Le perdite contabili al termine della vita di una società, per forza di cose, dovrebbero tradursi in debiti nei confronti dei terzi; salvo le componenti prettamente “contabili” (i colleghi commercialisti mi comprenderanno) che possono derivare da valutazioni degli amministratori, che non hanno più ragione di esistere nella fase di liquidazione.

Una volta avviata la fase di liquidazione (che nelle società di persone è facoltativa) questa può chiudersi anche in presenza di debiti, se i soci dimostrano come estinguerli, ma mai in presenza di crediti o attività non liquidate, dato che la finalità della liquidazione non è l’estinzione dei debiti ma la conversione in liquidità dei crediti e delle altre poste attive della società.

Ciò detto, nel caso specifico, la società può chiudere la sua liquidazione attraverso un bilancio finale di liquidazione che esponga le poste passive nella loro esatta consistenza e che preveda nel progetto di riparto il modo in cui i debiti vengono estinti personalmente dai soci accomandatari.
I liquidatori, per evitare loro personali responsabilità, dovrebbero avere però l’accortezza di premunirsi del consenso espresso e documentato del creditore, in quanto comunque si tratterebbe di una traslazione o cessione del debito dalla sas ai soci.

Occorrerà però rispettare la particolare natura delle quote dei soci accomandanti, i quali non possono rispondere delle perdite in modo superiore al capitale da essi sottoscritto, pena la trasformazione “di fatto” in una società in nome collettivo (opinione personale) e che comunque non avrebbe effetto ai fini fiscali (1).

La giurisprudenza recente ha dichiarato nulla la clausola dell’atto costitutivo che nei rapporti interni tra i soci prevede la partecipazione degli accomandanti alle perdite oltre la quota di capitale conferito (Cass. 19 febbraio 2003 n. 2481). La dottrina ammette invece gli accordi tra soci che limitano o estendono la responsabilità interna, ma non quella esterna, dell’accomandante (Di Sabato, Cottino).

Quindi essi non possono partecipare in alcun modo all’accollo dei debiti sociali se il loro importo complessivo eccede la quota di capitale sociale sottoscritta dagli accomandanti.

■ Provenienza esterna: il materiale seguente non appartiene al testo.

//! 检测服务共用的 HTTP 请求与重试逻辑

use std::time::Duration;

use reqwest::{Client, RequestBuilder, StatusCode};
use serde_json::Value;
use tokio::time::sleep;

use crate::config::ProviderConfig;
use crate::errors::ProviderError;

const INITIAL_BACKOFF: Duration = Duration::from_millis(500);

/// Thin wrapper over a per-adapter `reqwest::Client`.
#[derive(Debug, Clone)]
pub struct HttpClient {
    client: Client,
    retries: u32,
}

impl HttpClient {
    pub fn new(config: &ProviderConfig) -> Result<Self, ProviderError> {
        let client = Client::builder()
            .timeout(config.timeout())
            .user_agent(concat!("cysafe/", env!("CARGO_PKG_VERSION")))
            .build()?;
        Ok(Self {
            client,
            retries: config.retries,
        })
    }

    /// Sends the request built by `build`, retrying transient failures with
    /// exponential backoff. `Ok(None)` means the service does not know the
    /// target (HTTP 404).
    pub async fn send_with_retry<F>(&self, build: F) -> Result<Option<Value>, ProviderError>
    where
        F: Fn(&Client) -> RequestBuilder,
    {
        let mut wait_time = INITIAL_BACKOFF;
        let mut attempt = 0;

        loop {
            match self.send_once(&build).await {
                Ok(body) => return Ok(body),
                Err(e) if e.is_transient() && attempt < self.retries => {
                    attempt += 1;
                    log::debug!(
                        "transient provider error ({}), retry {}/{} in {:?}",
                        e,
                        attempt,
                        self.retries,
                        wait_time
                    );
                    sleep(wait_time).await;
                    wait_time *= 2; // Exponential backoff
                }
                Err(e) => return Err(e),
            }
        }
    }

    async fn send_once<F>(&self, build: &F) -> Result<Option<Value>, ProviderError>
    where
        F: Fn(&Client) -> RequestBuilder,
    {
        let response = build(&self.client).send().await.map_err(|e| {
            if e.is_timeout() {
                ProviderError::Timeout
            } else {
                ProviderError::Network(e)
            }
        })?;

        let status = response.status();
        if status == StatusCode::NOT_FOUND {
            return Ok(None);
        }
        if !status.is_success() {
            return Err(status_error(status));
        }

        let body = response
            .json::<Value>()
            .await
            .map_err(|e| ProviderError::Parse(e.to_string()))?;
        Ok(Some(body))
    }
}

/// Map HTTP status codes to specific ProviderError variants
pub fn status_error(status: StatusCode) -> ProviderError {
    match status {
        StatusCode::UNAUTHORIZED | StatusCode::FORBIDDEN => ProviderError::Authentication,
        StatusCode::TOO_MANY_REQUESTS => ProviderError::RateLimitExceeded,
        s => ProviderError::Server {
            status_code: s.as_u16(),
        },
    }
}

Quanto sopra vale anche per il problema di Equitalia polis s.p.a., il cui credito dovrà esser presente nel bilancio finale e nel progetto di riparto, e che ovviamente dovrà aver prestato il proprio assenso espresso e documentato all’accollo ai soci accomandatari.

 

(1)V.art.8 TUIR, nonché ottimo lavoro di Enrico Zanetti a pag.28 de Il Sole 24 Ore del 25.08.2008.